POS标记性能降低.我可以做一些预热吗? [英] Slow performance of POS tagging. Can I do some kind of pre-warming?

查看：112 发布时间：2020/5/18 1:12:07 python nltk

本文介绍了POS标记性能降低.我可以做一些预热吗?的处理方法，对大家解决问题具有一定的参考价值，需要的朋友们下面随着小编来一起学习吧！

问题描述

我正在使用NLTK来对Web请求中的tweet标签进行POS标签.如您所知，Django会为每个请求实例化一个请求处理程序.

I am using NLTK to POS-tag hundereds of tweets in a web request. As you know, Django instantiates a request handler for each request.

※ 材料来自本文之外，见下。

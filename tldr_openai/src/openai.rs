use async_trait::async_trait;
use openai_dive::v1::{
    api::Client,
    resources::chat::{
        ChatCompletionParameters, ChatCompletionResponseFormat, ChatMessage,
        ChatMessageContent,
    },
};
use reqwest::header::{AUTHORIZATION, HeaderMap, HeaderValue};
use std::path::Path;
use tracing::instrument;
use types::Transcript;

use crate::{
    AiError, AiProvider, AudioInput, CompletionRequest, ImageRequest,
    MAX_SPEECH_INPUT_CHARS, MAX_TRANSCRIPTION_BYTES, SpeechRequest,
    responses::{self, ImageBody, SpeechBody},
};

const OPENAI_API_BASE: &str = "https://api.openai.com/v1";

#[derive(Debug, Clone, PartialEq)]
pub struct OpenAiSettings {
    pub chat_model: String,
    pub system_prompt: String,
    pub temperature: f32,
    pub tts_model: String,
    pub transcription_model: String,
    pub image_model: String,
    pub image_size: String,
}

impl Default for OpenAiSettings {
    fn default() -> Self {
        Self {
            chat_model: "gpt-4o-mini".to_string(),
            system_prompt: "You are a helpful assistant".to_string(),
            temperature: 0.7,
            tts_model: "tts-1".to_string(),
            transcription_model: "whisper-1".to_string(),
            image_model: "dall-e-3".to_string(),
            image_size: "1792x1024".to_string(),
        }
    }
}

/// `OpenAI` backed provider.
///
/// Chat goes through `openai_dive`; speech, transcription and images are
/// plain REST calls on a `reqwest` client carrying the bearer token.
pub struct OpenAiProvider {
    chat_client: Client,
    http_client: reqwest::Client,
    settings: OpenAiSettings,
}

impl std::fmt::Debug for OpenAiProvider {
    fn fmt(&self, f: &mut std::fmt::Formatter<'_>) -> std::fmt::Result {
        f.debug_struct("OpenAiProvider")
            .field("settings", &self.settings)
            .finish_non_exhaustive()
    }
}

impl OpenAiProvider {
    /// # Errors
    /// If the key cannot be sent as a header or the HTTP client cannot be
    /// built.
    pub fn new(api_key: &str, settings: OpenAiSettings) -> Result<Self, AiError> {
        let mut headers = HeaderMap::new();
        let mut bearer = HeaderValue::from_str(&format!("Bearer {api_key}"))
            .map_err(|_| AiError::InvalidApiKey)?;
        bearer.set_sensitive(true);
        headers.insert(AUTHORIZATION, bearer);

        let http_client = reqwest::Client::builder()
            .default_headers(headers)
            .build()?;

        Ok(Self {
            chat_client: Client::new(api_key.to_string()),
            http_client,
            settings,
        })
    }

    fn endpoint(path: &str) -> String {
        format!("{OPENAI_API_BASE}/{path}")
    }

    async fn ensure_success(
        response: reqwest::Response,
    ) -> Result<reqwest::Response, AiError> {
        let status = response.status();
        if status.is_success() {
            return Ok(response);
        }

        let body = response.text().await?;
        tracing::error!("OpenAI API error {}: {}", status, body);

        Err(AiError::Api {
            status: status.as_u16(),
            message: responses::error_message(&body),
        })
    }
}

fn audio_mime_type(file_name: &str) -> &'static str {
    match Path::new(file_name)
        .extension()
        .and_then(|ext| ext.to_str())
        .map(str::to_ascii_lowercase)
        .as_deref()
    {
        Some("mp3" | "mpga" | "mpeg") => "audio/mpeg",
        Some("m4a" | "mp4") => "audio/mp4",
        Some("ogg" | "oga") => "audio/ogg",
        Some("flac") => "audio/flac",
        Some("webm") => "audio/webm",
        _ => "audio/wav",
    }
}

fn completion_text(message: &ChatMessage) -> Option<String> {
    match message {
        ChatMessage::Assistant {
            content: Some(ChatMessageContent::Text(text)),
            ..
        } => Some(text.trim().to_string()),
        _ => None,
    }
}

#[async_trait]
impl AiProvider for OpenAiProvider {
    #[instrument(skip_all, fields(model = %self.settings.chat_model, json = request.json))]
    async fn complete(
        &self,
        request: &CompletionRequest,
    ) -> Result<String, AiError> {
        let system = request
            .system
            .clone()
            .unwrap_or_else(|| self.settings.system_prompt.clone());

        let parameters = ChatCompletionParameters {
            model: self.settings.chat_model.clone(),
            temperature: Some(self.settings.temperature),
            response_format: request
                .json
                .then_some(ChatCompletionResponseFormat::JsonObject),
            messages: vec![
                ChatMessage::System {
                    name: None,
                    content: ChatMessageContent::Text(system),
                },
                ChatMessage::User {
                    name: None,
                    content: ChatMessageContent::Text(request.prompt.clone()),
                },
            ],
            ..Default::default()
        };

        let response = self
            .chat_client
            .chat()
            .create(parameters)
            .await
            .map_err(|e| {
                tracing::error!("Failed to complete chat: {:?}", e);
                AiError::Chat(format!("{e:?}"))
            })?;

        let choice = response
            .choices
            .first()
            .ok_or(AiError::EmptyResponse("no choices returned"))?;

        if let Some(reason) = &choice.finish_reason {
            tracing::debug!("Finish reason: {:?}", reason);
        }

        completion_text(&choice.message)
            .filter(|text| !text.is_empty())
            .ok_or(AiError::EmptyResponse("assistant message has no text"))
    }

    #[instrument(skip_all, fields(model = %self.settings.tts_model, voice = %request.voice))]
    async fn synthesize_speech(
        &self,
        request: &SpeechRequest,
    ) -> Result<Vec<u8>, AiError> {
        let length = request.text.chars().count();
        if length > MAX_SPEECH_INPUT_CHARS {
            return Err(AiError::SpeechInputTooLong(length));
        }

        let response = self
            .http_client
            .post(Self::endpoint("audio/speech"))
            .json(&SpeechBody {
                model: &self.settings.tts_model,
                input: &request.text,
                voice: request.voice.as_str(),
                response_format: "wav",
            })
            .send()
            .await?;

        let bytes = Self::ensure_success(response).await?.bytes().await?;
        if bytes.is_empty() {
            return Err(AiError::EmptyResponse("speech audio is empty"));
        }

        tracing::info!("Synthesized {} bytes of speech", bytes.len());
        Ok(bytes.to_vec())
    }

    #[instrument(skip_all, fields(model = %self.settings.transcription_model, file = %audio.file_name))]
    async fn transcribe(&self, audio: &AudioInput) -> Result<Transcript, AiError> {
        if audio.bytes.len() > MAX_TRANSCRIPTION_BYTES {
            return Err(AiError::AudioTooLarge(audio.bytes.len()));
        }

        let part = reqwest::multipart::Part::bytes(audio.bytes.clone())
            .file_name(audio.file_name.clone())
            .mime_str(audio_mime_type(&audio.file_name))?;

        let form = reqwest::multipart::Form::new()
            .part("file", part)
            .text("model", self.settings.transcription_model.clone())
            .text("response_format", "verbose_json")
            .text("timestamp_granularities[]", "segment");

        let response = self
            .http_client
            .post(Self::endpoint("audio/transcriptions"))
            .multipart(form)
            .send()
            .await?;

        let body = Self::ensure_success(response).await?.text().await?;
        let transcript = responses::parse_transcription(&body)?;

        tracing::info!(
            "Transcribed {} segments",
            transcript.segments.len()
        );
        Ok(transcript)
    }

    #[instrument(skip_all, fields(model = %self.settings.image_model))]
    async fn generate_image(
        &self,
        request: &ImageRequest,
    ) -> Result<Vec<u8>, AiError> {
        let model = self.settings.image_model.as_str();
        let size = request
            .size
            .as_deref()
            .unwrap_or(&self.settings.image_size);

        let response = self
            .http_client
            .post(Self::endpoint("images/generations"))
            .json(&ImageBody {
                model,
                prompt: &request.prompt,
                n: 1,
                size,
                response_format: model
                    .starts_with("dall-e")
                    .then_some("b64_json"),
            })
            .send()
            .await?;

        let body = Self::ensure_success(response).await?.text().await?;
        responses::parse_image(&body)
    }

    fn provider_name(&self) -> &'static str {
        "openai"
    }
}
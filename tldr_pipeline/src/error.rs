use thiserror::Error;
use tldr_ffmpeg::FfmpegError;
use tldr_openai::AiError;
use types::Artifact;

#[derive(Error, Debug)]
pub enum PipelineError {
    #[error("No {0} yet, run the previous step first")]
    MissingArtifact(Artifact),
    #[error("Invalid input: {0}")]
    InvalidInput(String),
    #[error("Audio is {size} bytes, the limit is {limit}")]
    AudioTooLarge { size: usize, limit: usize },
    #[error("AI provider request failed: {0}")]
    Ai(#[from] AiError),
    #[error("Video tooling failed: {0}")]
    Ffmpeg(#[from] FfmpegError),
    #[error("The model returned unusable output: {0}")]
    ModelOutput(String),
    #[error("Failed to read or write the workspace: {0}")]
    Io(#[from] std::io::Error),
    #[error("Failed to encode or decode an artifact: {0}")]
    Json(#[from] serde_json::Error),
}
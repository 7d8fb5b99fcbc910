use async_trait::async_trait;
use std::collections::VecDeque;
use std::sync::Mutex;
use types::Transcript;

use crate::{
    AiError, AiProvider, AudioInput, CompletionRequest, ImageRequest,
    SpeechRequest,
};

/// Smallest valid PNG header; enough for anything that only stores bytes.
pub const FAKE_PNG: &[u8] = b"\x89PNG\r\n\x1a\nfake-image";

/// What the fake was asked to do, in order.
#[derive(Debug, Clone, PartialEq, Eq)]
pub enum Call {
    Complete(CompletionRequest),
    Speech(SpeechRequest),
    Transcribe { file_name: String, size: usize },
    Image(ImageRequest),
}

/// Provider answering from canned data.
///
/// Completions are consumed front to back; running out is an error so a
/// test notices an unexpected extra call.
#[derive(Debug, Default)]
pub struct FakeProvider {
    completions: Mutex<VecDeque<String>>,
    transcript: Mutex<Transcript>,
    image_limit: Mutex<Option<usize>>,
    calls: Mutex<Vec<Call>>,
}

impl FakeProvider {
    #[must_use]
    pub fn new() -> Self {
        Self::default()
    }

    #[must_use]
    pub fn with_completions<I, S>(self, completions: I) -> Self
    where
        I: IntoIterator<Item = S>,
        S: Into<String>,
    {
        if let Ok(mut queue) = self.completions.lock() {
            queue.extend(completions.into_iter().map(Into::into));
        }
        self
    }

    #[must_use]
    pub fn with_transcript(self, transcript: Transcript) -> Self {
        if let Ok(mut current) = self.transcript.lock() {
            *current = transcript;
        }
        self
    }

    /// Makes every image request after the first `count` fail.
    #[must_use]
    pub fn with_image_failure_after(self, count: usize) -> Self {
        if let Ok(mut limit) = self.image_limit.lock() {
            *limit = Some(count);
        }
        self
    }

    /// Snapshot of every call so far.
    ///
    /// # Panics
    /// If a previous holder of the lock panicked.
    #[must_use]
    pub fn calls(&self) -> Vec<Call> {
        self.calls.lock().expect("calls lock poisoned").clone()
    }

    fn record(&self, call: Call) {
        if let Ok(mut calls) = self.calls.lock() {
            calls.push(call);
        }
    }
}

/// A canonical 16 kHz mono PCM WAV with `samples` silent samples.
#[must_use]
pub fn silent_wav(samples: u32) -> Vec<u8> {
    let data_len = samples * 2;
    let mut wav = Vec::with_capacity(44 + data_len as usize);
    wav.extend_from_slice(b"RIFF");
    wav.extend_from_slice(&(36 + data_len).to_le_bytes());
    wav.extend_from_slice(b"WAVEfmt ");
    wav.extend_from_slice(&16_u32.to_le_bytes());
    wav.extend_from_slice(&1_u16.to_le_bytes());
    wav.extend_from_slice(&1_u16.to_le_bytes());
    wav.extend_from_slice(&16_000_u32.to_le_bytes());
    wav.extend_from_slice(&32_000_u32.to_le_bytes());
    wav.extend_from_slice(&2_u16.to_le_bytes());
    wav.extend_from_slice(&16_u16.to_le_bytes());
    wav.extend_from_slice(b"data");
    wav.extend_from_slice(&data_len.to_le_bytes());
    wav.resize(44 + data_len as usize, 0);
    wav
}

#[async_trait]
impl AiProvider for FakeProvider {
    async fn complete(
        &self,
        request: &CompletionRequest,
    ) -> Result<String, AiError> {
        self.record(Call::Complete(request.clone()));
        self.completions
            .lock()
            .ok()
            .and_then(|mut queue| queue.pop_front())
            .ok_or(AiError::EmptyResponse("fake has no completion queued"))
    }

    async fn synthesize_speech(
        &self,
        request: &SpeechRequest,
    ) -> Result<Vec<u8>, AiError> {
        self.record(Call::Speech(request.clone()));
        Ok(silent_wav(16_000))
    }

    async fn transcribe(&self, audio: &AudioInput) -> Result<Transcript, AiError> {
        self.record(Call::Transcribe {
            file_name: audio.file_name.clone(),
            size: audio.bytes.len(),
        });
        Ok(self
            .transcript
            .lock()
            .map(|transcript| transcript.clone())
            .unwrap_or_default())
    }

    async fn generate_image(
        &self,
        request: &ImageRequest,
    ) -> Result<Vec<u8>, AiError> {
        self.record(Call::Image(request.clone()));

        let limit = self.image_limit.lock().ok().and_then(|limit| *limit);
        if let Some(limit) = limit {
            let images = self
                .calls()
                .iter()
                .filter(|call| matches!(call, Call::Image(_)))
                .count();
            if images > limit {
                return Err(AiError::Api {
                    status: 500,
                    message: "fake image failure".to_string(),
                });
            }
        }

        Ok(FAKE_PNG.to_vec())
    }

    fn provider_name(&self) -> &'static str {
        "fake"
    }
}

我注意到了这一点:对于一个请求(〜200条推文)，第一个推文需要〜18秒来标记，而所有后续推文都需要〜120毫秒来标记.我该怎么做才能加快这一过程?

I noticed this: for a request (~200 tweets), the first tweet needs ~18 seconds to tag, while all subsequent tweets need ~120 milliseconds to tag. What can I do to speed up the process?

我可以执行预热请求"，以便为每个请求加载模块数据吗?

Can I do a "pre-warming request" so that the module data is already loaded for each request?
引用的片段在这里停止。